Ticks that carry the bacteria that cause Lyme disease can be active year-round, but they are typically most active during spring and summer.

Not all ticks transmit Lyme disease, and a tick will usually need to remain attached to its host for at least 24 hours to pass on the Lyme bacteria.

A tick bite is the only known way to contract Lyme disease. The bacterium does not spread via sexual intercourse or breast milk.

According to the Centers for Disease Control and Prevention (CDC), an estimated 300,000 cases of Lyme disease occur on a yearly basis in the U.S.

When heading outdoors, people can take simple precautions to avoid tick bites, including using bug spray, checking the body regularly for ticks, and wearing long pants and long-sleeved shirts.
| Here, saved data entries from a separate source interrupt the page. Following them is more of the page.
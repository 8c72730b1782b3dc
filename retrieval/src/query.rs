use crate::config::SearchOptions;
use crate::error::RetrievalError;
use serde::{Deserialize, Serialize};
use uuid::Uuid;

/// A single retrieval invocation. Created fresh per call, immutable
/// once built (expansion fills `expanded_text` before fan-out).
#[derive(Debug, Clone, Serialize, Deserialize)]
pub struct Query {
    /// Unique id for this invocation, used in logs
    pub id: Uuid,

    /// The question as the caller asked it
    pub raw_text: String,

    /// Broadened query text, if expansion ran
    pub expanded_text: Option<String>,

    /// Name of the collection to search
    pub collection: String,

    pub options: SearchOptions,
}

impl Query {
    /// Build and validate a query. All validation happens here, before
    /// any I/O.
    pub fn new(
        collection: &str,
        question: &str,
        options: SearchOptions,
        min_query_length: usize,
    ) -> Result<Self, RetrievalError> {
        let question = question.trim();
        if question.is_empty() {
            return Err(RetrievalError::Validation("question is empty".to_string()));
        }
        if question.chars().count() < min_query_length {
            return Err(RetrievalError::Validation(format!(
                "question must be at least {min_query_length} characters"
            )));
        }
        if collection.trim().is_empty() {
            return Err(RetrievalError::Validation(
                "collection name is empty".to_string(),
            ));
        }
        options.validate().map_err(RetrievalError::Validation)?;

        Ok(Self {
            id: Uuid::new_v4(),
            raw_text: question.to_string(),
            expanded_text: None,
            collection: collection.to_string(),
            options,
        })
    }

    /// The text to send to the sources: expanded if available,
    /// otherwise raw
    pub fn effective_text(&self) -> &str {
        self.expanded_text.as_deref().unwrap_or(&self.raw_text)
    }
}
Most symptoms that appear within a few days after a Lyme-infected tick bite include:

  • fever
  • headache
  • chills
  • fatigue
  • joint and muscle aches
  • swollen lymph nodes

In up to 80% of people with Lyme disease, an erythema migrans (EM) rash appears between 3 and 30 days after the tick bite. It shows up at the site of the bite, usually within a week, and grows bigger over time.

The rash sometimes takes on a “bull’s-eye” appearance. While it is an apparent sign of Lyme disease, it does not show up on everyone. It can also sometimes be difficult to detect in people with darker skin tones.
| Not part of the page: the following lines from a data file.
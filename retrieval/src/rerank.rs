use crate::llm::CompletionClient;
use crate::result::{FusedResult, RankedResult, SearchWarning};
use log::{debug, warn};
use std::sync::Arc;
use std::time::Duration;

/// Second-pass reranker backed by a completion endpoint.
///
/// The endpoint is asked for a permutation of candidate indices and its
/// reply is treated as adversarial input: malformed tokens are dropped,
/// duplicates keep their first occurrence, out-of-range indices are
/// ignored, and indices the reply never mentions are appended in fused
/// order. The output is therefore always a complete permutation of the
/// input, and any outright failure falls back to the fused order. The
/// result count never changes and nothing here errors to the caller.
pub struct LlmReranker {
    client: Arc<dyn CompletionClient>,
    timeout: Duration,
    /// Per-candidate character cap on content quoted in the prompt
    snippet_chars: usize,
}

impl LlmReranker {
    pub fn new(client: Arc<dyn CompletionClient>, timeout: Duration, snippet_chars: usize) -> Self {
        Self {
            client,
            timeout,
            snippet_chars,
        }
    }

    /// Reorder `fused` by asking the endpoint for a relevance ordering.
    ///
    /// Returns the ranked results and, when reranking degraded to the
    /// fused order, the warning describing why.
    pub async fn rerank(
        &self,
        query_text: &str,
        fused: Vec<FusedResult>,
    ) -> (Vec<RankedResult>, Option<SearchWarning>) {
        if fused.is_empty() {
            return (Vec::new(), None);
        }

        let prompt = self.build_prompt(query_text, &fused);

        let reply = match tokio::time::timeout(self.timeout, self.client.complete(&prompt)).await {
            Ok(Ok(text)) => text,
            Ok(Err(err)) => return Self::degrade(fused, err.to_string()),
            Err(_) => {
                return Self::degrade(
                    fused,
                    format!("timed out after {}ms", self.timeout.as_millis()),
                );
            }
        };

        let order = Self::parse_ordering(&reply, fused.len());
        if order.is_empty() {
            return Self::degrade(fused, "reply contained no valid indices".to_string());
        }

        debug!(
            "reranker reordered {} of {} candidates",
            order.len(),
            fused.len()
        );
        (Self::apply_ordering(fused, order), None)
    }

    fn build_prompt(&self, query_text: &str, fused: &[FusedResult]) -> String {
        let mut prompt = format!(
            "You are ranking passages by relevance to a question.\n\
             Question: {query_text}\n\nPassages:\n"
        );
        for (index, result) in fused.iter().enumerate() {
            let snippet: String = result.content.chars().take(self.snippet_chars).collect();
            prompt.push_str(&format!("[{}] {snippet}\n", index + 1));
        }
        prompt.push_str(
            "\nReply with the passage numbers ordered from most to least \
             relevant, comma-separated. Reply with numbers only.",
        );
        prompt
    }

    /// Extract a valid ordering from free text: digit runs parsed as
    /// 1-based indices, range-checked, first occurrence wins.
    fn parse_ordering(reply: &str, len: usize) -> Vec<usize> {
        let mut seen = vec![false; len];
        let mut order = Vec::new();

        for token in reply
            .split(|c: char| !c.is_ascii_digit())
            .filter(|t| !t.is_empty())
        {
            let Ok(number) = token.parse::<usize>() else {
                continue;
            };
            if (1..=len).contains(&number) && !seen[number - 1] {
                seen[number - 1] = true;
                order.push(number - 1);
            }
        }
        order
    }

    /// Reorder by the (possibly partial) index list, appending every
    /// unmentioned candidate in its fused position
    fn apply_ordering(fused: Vec<FusedResult>, mut order: Vec<usize>) -> Vec<RankedResult> {
        let total = fused.len();
        let mut mentioned = vec![false; total];
        for &index in &order {
            mentioned[index] = true;
        }
        order.extend((0..total).filter(|&i| !mentioned[i]));

        let mut slots: Vec<Option<FusedResult>> = fused.into_iter().map(Some).collect();
        order
            .into_iter()
            .enumerate()
            .filter_map(|(position, index)| {
                slots[index].take().map(|result| {
                    RankedResult::from_fused(
                        result,
                        position + 1,
                        Some((total - position) as f32),
                    )
                })
            })
            .collect()
    }

    fn degrade(
        fused: Vec<FusedResult>,
        reason: String,
    ) -> (Vec<RankedResult>, Option<SearchWarning>) {
        warn!("reranking degraded, keeping fused order: {reason}");
        let ranked = fused
            .into_iter()
            .enumerate()
            .map(|(index, result)| RankedResult::from_fused(result, index + 1, None))
            .collect();
        (ranked, Some(SearchWarning::RerankDegraded { reason }))
    }
}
Click here to learn more about the appearance of a Lyme disease rash.

Arthritis with joint pain and swelling is one of the most common later stage symptoms of Lyme disease. Other symptoms that may appear later include:

  • neck stiffness and bad headaches
  • new body rashes
  • generalized body aches and pains
  • facial muscle weakness or palsy (drooping on one or both sides of the face)
  • irregular heart rhythm with palpitations
  • dizziness
  • shortness of breath
  • nerve pain and other types of shooting pain or tingling in the hands and feet
  • brain and spinal cord inflammation

People with Lyme disease may experience one or several of these later stage symptoms.
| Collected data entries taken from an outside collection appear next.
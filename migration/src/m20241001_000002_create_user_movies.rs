use sea_orm_migration::{prelude::*, schema::*};

use crate::m20241001_000001_create_users::Users;

#[derive(DeriveMigrationName)]
pub struct Migration;

#[async_trait::async_trait]
impl MigrationTrait for Migration {
    async fn up(&self, manager: &SchemaManager) -> Result<(), DbErr> {
        manager
            .create_table(
                Table::create()
                    .table(UserMovies::Table)
                    .if_not_exists()
                    .col(pk_auto(UserMovies::Id))
                    .col(integer(UserMovies::UserId))
                    .col(integer(UserMovies::MovieId))
                    .col(string_len(UserMovies::Category, 50))
                    .col(big_integer(UserMovies::CreatedAt))
                    .foreign_key(
                        ForeignKey::create()
                            .name("fk_user_movies_user")
                            .from(UserMovies::Table, UserMovies::UserId)
                            .to(Users::Table, Users::Id)
                            .on_delete(ForeignKeyAction::Cascade),
                    )
                    .to_owned(),
            )
            .await?;

        // One row per (user, movie, list); inserts race on this instead of a prior read.
        manager
            .create_index(
                Index::create()
                    .name("idx_user_movies_unique")
                    .table(UserMovies::Table)
                    .col(UserMovies::UserId)
                    .col(UserMovies::MovieId)
                    .col(UserMovies::Category)
                    .unique()
                    .to_owned(),
            )
            .await?;

        manager
            .create_index(
                Index::create()
                    .name("idx_user_movies_user_category")
                    .table(UserMovies::Table)
                    .col(UserMovies::UserId)
                    .col(UserMovies::Category)
                    .to_owned(),
            )
            .await?;

        Ok(())
    }

    async fn down(&self, manager: &SchemaManager) -> Result<(), DbErr> {
        manager.drop_table(Table::drop().table(UserMovies::Table).to_owned()).await
    }
}

#[derive(DeriveIden)]
enum UserMovies {
    Table,
    Id,
    UserId,
    MovieId,
    Category,
    CreatedAt,
}
use sea_orm::entity::prelude::*;

#[derive(Clone, Debug, PartialEq, Eq, DeriveEntityModel)]
#[sea_orm(table_name = "users")]
pub struct Model {
    #[sea_orm(primary_key)]
    pub id: i32,
    #[sea_orm(unique)]
    pub username: String,
    pub password_hash: String,
    pub created_at: i64,
}

#[derive(Copy, Clone, Debug, EnumIter, DeriveRelation)]
pub enum Relation {
    #[sea_orm(has_many = "super::user_movies::Entity")]
    UserMovies,
    #[sea_orm(has_many = "super::view_history::Entity")]
    ViewHistory,
}

impl Related<super::user_movies::Entity> for Entity {
    fn to() -> RelationDef {
        Relation::UserMovies.def()
    }
}

impl Related<super::view_history::Entity> for Entity {
    fn to() -> RelationDef {
        Relation::ViewHistory.def()
    }
}

impl ActiveModelBehavior for ActiveModel {}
Possible complications of Lyme disease include:

  • heart problems, such as myocarditis or pericarditis
  • joint inflammation with large amounts of fluid, for example, Baker’s cyst in the knee
  • neurological problems, such as meningitis, cognitive difficulties, or encephalitis

Lyme carditis is a severe complication of Lyme disease that occurs when the Lyme bacteria enter the heart. People with Lyme carditis may experience heart palpitations, chest pain, shortness of breath, or fainting, in addition to other symptoms of the disease.

About 10% of people with Lyme develop posttreatment Lyme disease syndrome (PTLDS), or chronic Lyme disease, a condition in which certain symptoms of the disease linger after the completion of a course of treatment. Definitive research on the cause of PTLDS has yet to take place.

In addition to complications, coinfection is a possibility. According to the CDC, coinfection — when a tick passes another disease over along with Lyme — occurs in up to 12% of cases. Ticks that transmit Lyme disease sometimes carry other diseases, such as babesiosis and anaplasmosis.

People with Lyme disease usually recover quickly with early intervention. A short course of oral antibiotics is effective in most cases. A doctor will usually prescribe a course of antibiotics that lasts about 2–3 weeks.

The National Institute of Allergy and Infectious Diseases suggest that additional courses of intravenous (IV) antibiotics do not have any benefit.

There is no treatment for PTLDS, but arthritis drugs and anti-inflammatories can help manage symptoms that persist after initial antibiotic treatment.

A person should see a doctor if they have a tick bite or have been in a tick-prone area and experience any of the above symptoms.

Some symptoms may take time to develop, or a person may not have noticed the tick, and it may have fallen off their body before they have any symptoms.

The CDC suggest that people not bring ticks in for testing. Tick testing facilities may not have vigorous quality control standards.

Lyme disease is the most common vector-borne disease. The number of cases of Lyme in the U.S. seems to be steadily increasing.

Lyme disease can cause a range of early symptoms, such as headache, fatigue, fever, and skin rash, while other symptoms may take longer to manifest.